In order to combine the benefits of operational efficiency with the ability for end users to utilize self-service, IT organizations adopted technologies that could provide these benefits. In this case, I refer to them as Enterprise Cloud Management tools, but each vendor has their own name for them. These tools provide IT organizations the ability to provide IT as a Service to their end customers. It also provided greater strategic flexibility for IT operations in that it could decouple the self-service aspects from the underlying infrastructure. Enforcing this concept allows IT operations to ensure they can change the underlying infrastructure without impacting the end user experience. Enterprise Cloud Management coupled with virtualization also provides greater operational efficiency, automating many of the routine tasks, ensuring compliance, and dealing with the VM sprawl that often occurs when the barrier to operating environments is reduced to end users.

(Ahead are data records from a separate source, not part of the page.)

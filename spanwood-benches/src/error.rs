//! Benchmark setup error type.
//!
//! Lets setup functions propagate failures with `?` instead of panicking
//! inside Criterion closures.

use spanwood_core::{GraphError, MsfError};

/// Errors that may occur during benchmark setup.
#[derive(Debug, thiserror::Error)]
pub enum BenchSetupError {
    /// Building the synthetic graph failed.
    #[error("graph construction failed: {0}")]
    Graph(#[from] GraphError),
    /// Computing the forest failed.
    #[error("forest computation failed: {0}")]
    Forest(#[from] MsfError),
    /// A zero value was passed where a non-zero integer was required.
    #[error("expected a non-zero value for {context}")]
    ZeroValue {
        /// A description of the parameter that was unexpectedly zero.
        context: &'static str,
    },
}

Datacenter virtualization has many benefits and coupled with Enterprise Cloud Management it begins to define how IT organization can deliver services to its customers with greater efficiency and flexibility. The next generation of developers, however, have begun to recognize that applications could be architected in such ways that are less constrained by physical hardware requirements as well. In the past, developers might develop applications using a relational database that required certain characteristics of hardware (or virtual hardware) to achieve a level of scale. Within new development architectures, such as noSQL for example, applications are built to scale horizontally and are designed to be stateless from the ground up. This change in development impacts greatly the requirements that developers have from IT operations. Applications developed in this new methodology are built with the assumption that the underlying operating system can be destroyed at any time and the applications must continue to function.

For these types of applications, datacenter virtualization is overkill. This realization has led to the emergence of private cloud architectures, which leverage commodity hardware to provide [largely] stateless environments for applications. Private cloud architectures provide the same benefits as virtualized datacenter architectures at a lower cost and with the promise of re-usable services within the private cloud. With Enterprise Cloud Management firmly in place, it is much easier for IT organizations to move workloads to the architecture which best suits them at the best price. In the future, it is likely that lines between datacenter virtualization and private clouds become less distinct– eventually leading to a single architecture that can account for the benefits of both.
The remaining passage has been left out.